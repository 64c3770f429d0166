use serde::{Deserialize, Serialize};

/// Sites this crate can map catalog entries onto.
#[derive(Debug, Serialize, Deserialize, Clone, Copy, PartialEq, Eq, Hash)]
#[serde(rename_all = "lowercase")]
pub enum ProviderKind {
    MangaDex,
    FireScans,
    RizzComic,
    AsuraScans,
    FlameComics,
    MangaPill,
}

impl ProviderKind {
    pub const ALL: [ProviderKind; 6] = [
        ProviderKind::MangaDex,
        ProviderKind::FireScans,
        ProviderKind::RizzComic,
        ProviderKind::AsuraScans,
        ProviderKind::FlameComics,
        ProviderKind::MangaPill,
    ];

    pub fn id(&self) -> &'static str {
        match self {
            ProviderKind::MangaDex => "mangadex",
            ProviderKind::FireScans => "firescans",
            ProviderKind::RizzComic => "rizzcomic",
            ProviderKind::AsuraScans => "asurascans",
            ProviderKind::FlameComics => "flamecomics",
            ProviderKind::MangaPill => "mangapill",
        }
    }
}

/// Titles of a catalog entry. `primary` is always populated.
#[derive(Debug, Serialize, Deserialize, Clone, Default, PartialEq)]
pub struct CatalogTitles {
    pub primary: String,
    pub romaji: Option<String>,
    pub english: Option<String>,
    pub native: Option<String>,
}

/// Canonical metadata for one catalog entry.
#[derive(Debug, Serialize, Deserialize, Clone, Default, PartialEq)]
#[serde(rename_all = "camelCase")]
pub struct CatalogMedia {
    pub id: i64,
    pub titles: CatalogTitles,
    /// Non-primary names in lookup order, de-duplicated case-insensitively.
    pub alternate_names: Vec<String>,
    pub genres: Vec<String>,
    pub description: Option<String>,
    /// Chapter count advertised by the catalog, if the work is finished.
    pub chapters: Option<u32>,
}

/// One search hit on a target site.
#[derive(Debug, Serialize, Deserialize, Clone, Default, PartialEq)]
#[serde(rename_all = "camelCase")]
pub struct ListingCandidate {
    pub id: String,
    pub title: String,
    #[serde(default)]
    pub alternate_titles: Vec<String>,
    pub image: Option<String>,
    pub genres: Option<Vec<String>>,
    pub authors: Option<Vec<String>>,
}

impl ListingCandidate {
    pub fn new(id: impl Into<String>, title: impl Into<String>) -> Self {
        Self {
            id: id.into(),
            title: title.into(),
            ..Default::default()
        }
    }
}

#[derive(Debug, Serialize, Deserialize, Clone, PartialEq, Eq)]
#[serde(rename_all = "camelCase")]
pub struct Pagination {
    pub current_page: u32,
    pub has_next_page: bool,
}

#[derive(Debug, Serialize, Deserialize, Clone, Default, PartialEq)]
pub struct SearchResults {
    pub results: Vec<ListingCandidate>,
    pub pagination: Option<Pagination>,
}

impl SearchResults {
    pub fn is_empty(&self) -> bool {
        self.results.is_empty()
    }
}

#[derive(Debug, Serialize, Deserialize, Clone, Default, PartialEq)]
pub struct ChapterRecord {
    /// Stable identifier accepted back by `fetch_chapter_pages`.
    pub id: String,
    pub title: String,
    /// Numeric, possibly fractional ("12.5").
    pub number: String,
    pub url: String,
    pub date: String,
    #[serde(default, skip_serializing_if = "Option::is_none")]
    pub generated: Option<bool>,
}

impl ChapterRecord {
    pub fn number_value(&self) -> Option<f64> {
        self.number.trim().parse::<f64>().ok()
    }

    pub fn is_generated(&self) -> bool {
        self.generated.unwrap_or(false)
    }
}

#[derive(Debug, Serialize, Deserialize, Clone, PartialEq, Eq)]
pub struct PageRecord {
    pub url: String,
    /// 1-based display order.
    pub index: u32,
}

/// Everything `get_manga_info` knows about one listing.
#[derive(Debug, Serialize, Deserialize, Clone, Default, PartialEq)]
#[serde(rename_all = "camelCase")]
pub struct MangaDetails {
    pub id: String,
    pub title: String,
    #[serde(default)]
    pub alternate_titles: Vec<String>,
    pub description: Option<String>,
    pub image: Option<String>,
    #[serde(default)]
    pub genres: Vec<String>,
    #[serde(default)]
    pub authors: Vec<String>,
    pub status: Option<String>,
    pub chapters: Vec<ChapterRecord>,
}

/// Which query string produced the winning similarity score.
#[derive(Debug, Serialize, Clone, PartialEq)]
#[serde(rename_all = "camelCase", tag = "kind", content = "value")]
pub enum MatchedOn {
    Primary,
    Alternate(String),
}

/// Outcome of the match selector. Diagnostics only.
#[derive(Debug, Serialize, Clone, PartialEq)]
#[serde(rename_all = "camelCase")]
pub struct MatchResult {
    pub candidate: ListingCandidate,
    pub score: f64,
    pub matched_on: MatchedOn,
    /// The candidate-side string (title or one of its alternates) that scored.
    pub candidate_title: String,
    /// True when no candidate cleared the threshold and the first was taken.
    pub fallback: bool,
}

#[derive(Debug, Serialize, Clone, PartialEq)]
#[serde(rename_all = "camelCase")]
pub struct TargetSite {
    pub id: String,
    pub title: String,
    pub chapters: Vec<ChapterRecord>,
}

/// Caller-facing result of a listing request.
#[derive(Debug, Serialize, Clone, PartialEq)]
#[serde(rename_all = "camelCase")]
pub struct MappingResult {
    pub origin_id: i64,
    pub origin_title: String,
    pub provider: String,
    pub target_site: TargetSite,
    #[serde(skip)]
    pub matched: Option<MatchResult>,
}

/// Caller-facing result of a page request.
#[derive(Debug, Serialize, Clone, PartialEq, Eq)]
pub struct PagesResponse {
    pub pages: Vec<PageRecord>,
}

+ + + + +

YOUR TASK:
Give back the material in full, word for word.

COMPLETED EXERCISE:
repository 64c3770f429d0166
use serde::{Deserialize, Serialize};

/// Sites this crate can map catalog entries onto.
#[derive(Debug, Serialize, Deserialize, Clone, Copy, PartialEq, Eq, Hash)]
#[serde(rename_all = "lowercase")]
pub enum ProviderKind {
    MangaDex,
    FireScans,
    RizzComic,
    AsuraScans,
    FlameComics,
    MangaPill,
}

impl ProviderKind {
    pub const ALL: [ProviderKind; 6] = [
        ProviderKind::MangaDex,
        ProviderKind::FireScans,
        ProviderKind::RizzComic,
        ProviderKind::AsuraScans,
        ProviderKind::FlameComics,
        ProviderKind::MangaPill,
    ];

    pub fn id(&self) -> &'static str {
        match self {
            ProviderKind::MangaDex => "mangadex",
            ProviderKind::FireScans => "firescans",
            ProviderKind::RizzComic => "rizzcomic",
            ProviderKind::AsuraScans => "asurascans",
            ProviderKind::FlameComics => "flamecomics",
            ProviderKind::MangaPill => "mangapill",
        }
    }
}

/// Titles of a catalog entry. `primary` is always populated.
#[derive(Debug, Serialize, Deserialize, Clone, Default, PartialEq)]
pub struct CatalogTitles {
    pub primary: String,
    pub romaji: Option<String>,
    pub english: Option<String>,
    pub native: Option<String>,
}

/// Canonical metadata for one catalog entry.
#[derive(Debug, Serialize, Deserialize, Clone, Default, PartialEq)]
#[serde(rename_all = "camelCase")]
pub struct CatalogMedia {
    pub id: i64,
    pub titles: CatalogTitles,
    /// Non-primary names in lookup order, de-duplicated case-insensitively.
    pub alternate_names: Vec<String>,
    pub genres: Vec<String>,
    pub description: Option<String>,
    /// Chapter count advertised by the catalog, if the work is finished.
    pub chapters: Option<u32>,
}

/// One search hit on a target site.
#[derive(Debug, Serialize, Deserialize, Clone, Default, PartialEq)]
#[serde(rename_all = "camelCase")]
pub struct ListingCandidate {
    pub id: String,
    pub title: String,
    #[serde(default)]
    pub alternate_titles: Vec<String>,
    pub image: Option<String>,
    pub genres: Option<Vec<String>>,
    pub authors: Option<Vec<String>>,
}

impl ListingCandidate {
    pub fn new(id: impl Into<String>, title: impl Into<String>) -> Self {
        Self {
            id: id.into(),
            title: title.into(),
            ..Default::default()
        }
    }
}

#[derive(Debug, Serialize, Deserialize, Clone, PartialEq, Eq)]
#[serde(rename_all = "camelCase")]
pub struct Pagination {
    pub current_page: u32,
    pub has_next_page: bool,
}

#[derive(Debug, Serialize, Deserialize, Clone, Default, PartialEq)]
pub struct SearchResults {
    pub results: Vec<ListingCandidate>,
    pub pagination: Option<Pagination>,
}

impl SearchResults {
    pub fn is_empty(&self) -> bool {
        self.results.is_empty()
    }
}

#[derive(Debug, Serialize, Deserialize, Clone, Default, PartialEq)]
pub struct ChapterRecord {
    /// Stable identifier accepted back by `fetch_chapter_pages`.
    pub id: String,
    pub title: String,
    /// Numeric, possibly fractional ("12.5").
    pub number: String,
    pub url: String,
    pub date: String,
    #[serde(default, skip_serializing_if = "Option::is_none")]
    pub generated: Option<bool>,
}

impl ChapterRecord {
    pub fn number_value(&self) -> Option<f64> {
        self.number.trim().parse::<f64>().ok()
    }

    pub fn is_generated(&self) -> bool {
        self.generated.unwrap_or(false)
    }
}

#[derive(Debug, Serialize, Deserialize, Clone, PartialEq, Eq)]
pub struct PageRecord {
    pub url: String,
    /// 1-based display order.
    pub index: u32,
}

/// Everything `get_manga_info` knows about one listing.
#[derive(Debug, Serialize, Deserialize, Clone, Default, PartialEq)]
#[serde(rename_all = "camelCase")]
pub struct MangaDetails {
    pub id: String,
    pub title: String,
    #[serde(default)]
    pub alternate_titles: Vec<String>,
    pub description: Option<String>,
    pub image: Option<String>,
    #[serde(default)]
    pub genres: Vec<String>,
    #[serde(default)]
    pub authors: Vec<String>,
    pub status: Option<String>,
    pub chapters: Vec<ChapterRecord>,
}

/// Which query string produced the winning similarity score.
#[derive(Debug, Serialize, Clone, PartialEq)]
#[serde(rename_all = "camelCase", tag = "kind", content = "value")]
pub enum MatchedOn {
    Primary,
    Alternate(String),
}

/// Outcome of the match selector. Diagnostics only.
#[derive(Debug, Serialize, Clone, PartialEq)]
#[serde(rename_all = "camelCase")]
pub struct MatchResult {
    pub candidate: ListingCandidate,
    pub score: f64,
    pub matched_on: MatchedOn,
    /// The candidate-side string (title or one of its alternates) that scored.
    pub candidate_title: String,
    /// True when no candidate cleared the threshold and the first was taken.
    pub fallback: bool,
}

#[derive(Debug, Serialize, Clone, PartialEq)]
#[serde(rename_all = "camelCase")]
pub struct TargetSite {
    pub id: String,
    pub title: String,
    pub chapters: Vec<ChapterRecord>,
}

/// Caller-facing result of a listing request.
#[derive(Debug, Serialize, Clone, PartialEq)]
#[serde(rename_all = "camelCase")]
pub struct MappingResult {
    pub origin_id: i64,
    pub origin_title: String,
    pub provider: String,
    pub target_site: TargetSite,
    #[serde(skip)]
    pub matched: Option<MatchResult>,
}

/// Caller-facing result of a page request.
#[derive(Debug, Serialize, Clone, PartialEq, Eq)]
pub struct PagesResponse {
    pub pages: Vec<PageRecord>,
}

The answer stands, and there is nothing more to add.